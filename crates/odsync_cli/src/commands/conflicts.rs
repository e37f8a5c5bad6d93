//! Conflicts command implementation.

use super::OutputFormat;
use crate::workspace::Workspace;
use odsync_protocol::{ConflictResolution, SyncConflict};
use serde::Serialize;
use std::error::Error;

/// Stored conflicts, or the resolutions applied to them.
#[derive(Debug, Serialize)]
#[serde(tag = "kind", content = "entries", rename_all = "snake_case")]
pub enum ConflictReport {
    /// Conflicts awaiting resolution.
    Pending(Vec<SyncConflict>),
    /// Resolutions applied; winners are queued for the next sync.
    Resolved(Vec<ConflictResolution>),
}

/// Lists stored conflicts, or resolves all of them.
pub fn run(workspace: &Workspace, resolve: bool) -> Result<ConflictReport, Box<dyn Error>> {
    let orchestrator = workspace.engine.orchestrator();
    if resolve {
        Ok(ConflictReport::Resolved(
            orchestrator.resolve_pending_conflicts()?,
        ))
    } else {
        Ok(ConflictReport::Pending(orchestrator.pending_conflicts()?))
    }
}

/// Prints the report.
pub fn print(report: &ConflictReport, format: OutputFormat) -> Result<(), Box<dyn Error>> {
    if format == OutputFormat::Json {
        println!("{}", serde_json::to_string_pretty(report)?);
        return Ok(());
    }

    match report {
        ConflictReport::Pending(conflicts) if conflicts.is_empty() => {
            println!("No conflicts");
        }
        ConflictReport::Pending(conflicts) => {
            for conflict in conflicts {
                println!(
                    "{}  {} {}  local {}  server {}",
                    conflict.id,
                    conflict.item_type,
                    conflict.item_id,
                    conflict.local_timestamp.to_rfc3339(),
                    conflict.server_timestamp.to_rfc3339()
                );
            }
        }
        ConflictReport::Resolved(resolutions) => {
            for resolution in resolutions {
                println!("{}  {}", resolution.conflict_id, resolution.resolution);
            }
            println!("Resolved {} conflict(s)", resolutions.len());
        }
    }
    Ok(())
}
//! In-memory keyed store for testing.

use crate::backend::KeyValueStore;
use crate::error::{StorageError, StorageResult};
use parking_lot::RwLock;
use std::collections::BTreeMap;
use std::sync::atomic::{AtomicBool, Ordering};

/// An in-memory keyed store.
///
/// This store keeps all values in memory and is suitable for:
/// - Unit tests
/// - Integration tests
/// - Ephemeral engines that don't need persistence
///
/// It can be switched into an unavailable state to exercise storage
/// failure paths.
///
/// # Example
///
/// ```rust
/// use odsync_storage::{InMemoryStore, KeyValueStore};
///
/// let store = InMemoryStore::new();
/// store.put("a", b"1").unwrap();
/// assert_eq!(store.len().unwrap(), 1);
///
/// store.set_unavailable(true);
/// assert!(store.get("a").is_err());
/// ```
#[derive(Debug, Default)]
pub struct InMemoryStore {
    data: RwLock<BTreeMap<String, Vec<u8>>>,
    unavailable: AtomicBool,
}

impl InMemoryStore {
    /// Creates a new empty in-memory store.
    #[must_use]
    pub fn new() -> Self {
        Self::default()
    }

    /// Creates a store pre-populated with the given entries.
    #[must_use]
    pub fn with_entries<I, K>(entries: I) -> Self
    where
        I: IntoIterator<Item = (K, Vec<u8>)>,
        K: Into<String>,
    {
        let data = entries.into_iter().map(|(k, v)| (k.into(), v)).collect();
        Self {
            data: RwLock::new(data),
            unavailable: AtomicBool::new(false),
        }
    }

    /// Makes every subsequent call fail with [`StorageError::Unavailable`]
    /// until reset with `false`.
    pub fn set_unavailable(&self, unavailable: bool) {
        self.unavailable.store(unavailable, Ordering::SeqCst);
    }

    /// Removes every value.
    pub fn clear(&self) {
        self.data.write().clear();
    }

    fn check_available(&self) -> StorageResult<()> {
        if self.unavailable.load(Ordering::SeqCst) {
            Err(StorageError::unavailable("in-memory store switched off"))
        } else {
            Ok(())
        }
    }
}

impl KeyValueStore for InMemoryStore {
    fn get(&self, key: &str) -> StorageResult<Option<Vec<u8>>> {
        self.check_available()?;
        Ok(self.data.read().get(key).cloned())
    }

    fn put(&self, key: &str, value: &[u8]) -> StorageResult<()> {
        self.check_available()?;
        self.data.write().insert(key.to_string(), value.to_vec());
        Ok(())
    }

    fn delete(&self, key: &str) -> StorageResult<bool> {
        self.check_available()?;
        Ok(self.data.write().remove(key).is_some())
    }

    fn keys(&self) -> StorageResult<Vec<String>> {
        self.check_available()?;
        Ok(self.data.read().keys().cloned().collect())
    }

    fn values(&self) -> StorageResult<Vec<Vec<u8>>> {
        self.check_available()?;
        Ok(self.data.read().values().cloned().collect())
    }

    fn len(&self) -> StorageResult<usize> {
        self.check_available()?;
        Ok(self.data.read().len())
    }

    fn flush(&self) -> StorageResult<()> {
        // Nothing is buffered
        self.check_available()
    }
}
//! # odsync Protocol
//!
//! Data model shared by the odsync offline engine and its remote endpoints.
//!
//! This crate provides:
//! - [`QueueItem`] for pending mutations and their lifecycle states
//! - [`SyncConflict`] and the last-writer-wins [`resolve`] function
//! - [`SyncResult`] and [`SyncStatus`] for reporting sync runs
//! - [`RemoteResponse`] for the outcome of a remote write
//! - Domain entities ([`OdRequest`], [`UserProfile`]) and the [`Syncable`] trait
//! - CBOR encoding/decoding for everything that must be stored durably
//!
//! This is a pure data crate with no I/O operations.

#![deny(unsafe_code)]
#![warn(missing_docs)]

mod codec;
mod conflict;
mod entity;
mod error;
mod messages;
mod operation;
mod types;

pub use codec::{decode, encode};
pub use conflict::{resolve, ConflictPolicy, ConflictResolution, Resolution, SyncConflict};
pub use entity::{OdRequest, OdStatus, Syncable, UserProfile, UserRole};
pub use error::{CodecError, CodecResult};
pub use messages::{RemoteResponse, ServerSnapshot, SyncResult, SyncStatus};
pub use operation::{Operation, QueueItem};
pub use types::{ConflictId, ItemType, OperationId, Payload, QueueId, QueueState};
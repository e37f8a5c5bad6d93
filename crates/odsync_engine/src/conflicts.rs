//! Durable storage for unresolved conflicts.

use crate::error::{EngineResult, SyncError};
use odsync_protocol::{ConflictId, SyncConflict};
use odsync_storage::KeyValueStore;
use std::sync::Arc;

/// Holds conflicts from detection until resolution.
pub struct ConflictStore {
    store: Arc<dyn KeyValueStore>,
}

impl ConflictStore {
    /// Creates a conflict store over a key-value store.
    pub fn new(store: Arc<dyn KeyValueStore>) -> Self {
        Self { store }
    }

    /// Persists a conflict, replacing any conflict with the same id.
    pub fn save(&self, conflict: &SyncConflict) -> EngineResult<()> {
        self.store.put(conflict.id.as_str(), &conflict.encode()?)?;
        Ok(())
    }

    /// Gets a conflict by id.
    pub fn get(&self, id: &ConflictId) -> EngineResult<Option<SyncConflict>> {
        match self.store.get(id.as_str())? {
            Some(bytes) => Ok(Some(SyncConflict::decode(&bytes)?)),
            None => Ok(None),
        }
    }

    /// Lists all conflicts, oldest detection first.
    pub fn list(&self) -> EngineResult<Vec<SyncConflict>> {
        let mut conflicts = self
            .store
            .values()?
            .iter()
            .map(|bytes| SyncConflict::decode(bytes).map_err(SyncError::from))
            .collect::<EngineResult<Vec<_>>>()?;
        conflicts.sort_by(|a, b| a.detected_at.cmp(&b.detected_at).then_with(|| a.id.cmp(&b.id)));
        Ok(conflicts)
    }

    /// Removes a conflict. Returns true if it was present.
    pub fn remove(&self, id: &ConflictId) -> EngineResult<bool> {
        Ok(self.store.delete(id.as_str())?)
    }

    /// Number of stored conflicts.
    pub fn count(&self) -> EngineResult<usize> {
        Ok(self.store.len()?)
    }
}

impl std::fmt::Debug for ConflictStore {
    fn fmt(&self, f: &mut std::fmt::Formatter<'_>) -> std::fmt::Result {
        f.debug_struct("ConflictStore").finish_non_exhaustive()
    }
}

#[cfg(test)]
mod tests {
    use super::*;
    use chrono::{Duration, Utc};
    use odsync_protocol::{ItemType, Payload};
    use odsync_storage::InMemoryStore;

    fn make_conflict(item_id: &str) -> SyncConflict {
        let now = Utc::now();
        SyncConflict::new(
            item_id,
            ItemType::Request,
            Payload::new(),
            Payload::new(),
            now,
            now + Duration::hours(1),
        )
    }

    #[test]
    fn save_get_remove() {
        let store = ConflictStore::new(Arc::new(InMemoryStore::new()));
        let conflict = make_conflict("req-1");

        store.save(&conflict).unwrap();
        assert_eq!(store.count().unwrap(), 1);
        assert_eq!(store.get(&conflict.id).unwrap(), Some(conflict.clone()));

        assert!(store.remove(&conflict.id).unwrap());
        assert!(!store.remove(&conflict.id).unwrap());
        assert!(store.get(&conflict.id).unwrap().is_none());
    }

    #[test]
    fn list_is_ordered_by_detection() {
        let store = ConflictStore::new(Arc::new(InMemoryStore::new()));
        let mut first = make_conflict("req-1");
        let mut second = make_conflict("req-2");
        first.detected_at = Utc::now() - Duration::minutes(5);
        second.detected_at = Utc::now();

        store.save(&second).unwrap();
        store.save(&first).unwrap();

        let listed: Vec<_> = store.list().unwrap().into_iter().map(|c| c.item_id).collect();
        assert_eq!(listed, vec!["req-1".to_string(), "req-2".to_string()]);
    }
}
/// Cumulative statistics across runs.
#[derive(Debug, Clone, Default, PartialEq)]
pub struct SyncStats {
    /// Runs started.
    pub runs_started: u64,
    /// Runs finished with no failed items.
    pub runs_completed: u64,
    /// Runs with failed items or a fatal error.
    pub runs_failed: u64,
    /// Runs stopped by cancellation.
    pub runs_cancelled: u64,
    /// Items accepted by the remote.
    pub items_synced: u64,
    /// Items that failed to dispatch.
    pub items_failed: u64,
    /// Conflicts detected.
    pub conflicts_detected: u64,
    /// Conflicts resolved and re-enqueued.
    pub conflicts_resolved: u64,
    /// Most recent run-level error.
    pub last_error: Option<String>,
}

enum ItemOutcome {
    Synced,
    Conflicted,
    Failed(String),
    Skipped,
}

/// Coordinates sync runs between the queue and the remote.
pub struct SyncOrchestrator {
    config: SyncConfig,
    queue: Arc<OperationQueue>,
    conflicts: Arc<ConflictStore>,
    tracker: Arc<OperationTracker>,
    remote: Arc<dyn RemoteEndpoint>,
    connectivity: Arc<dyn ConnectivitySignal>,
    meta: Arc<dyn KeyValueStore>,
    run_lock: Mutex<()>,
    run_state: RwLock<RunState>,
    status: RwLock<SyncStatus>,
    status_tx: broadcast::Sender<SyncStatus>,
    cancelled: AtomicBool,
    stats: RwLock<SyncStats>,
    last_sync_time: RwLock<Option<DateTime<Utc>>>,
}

ACTION ITEM: From the data above, copy out every line with the string "SyncError" in it.

RESULT OF THIS TASK:
use crate::error::{EngineResult, SyncError};
            .map(|bytes| SyncConflict::decode(bytes).map_err(SyncError::from))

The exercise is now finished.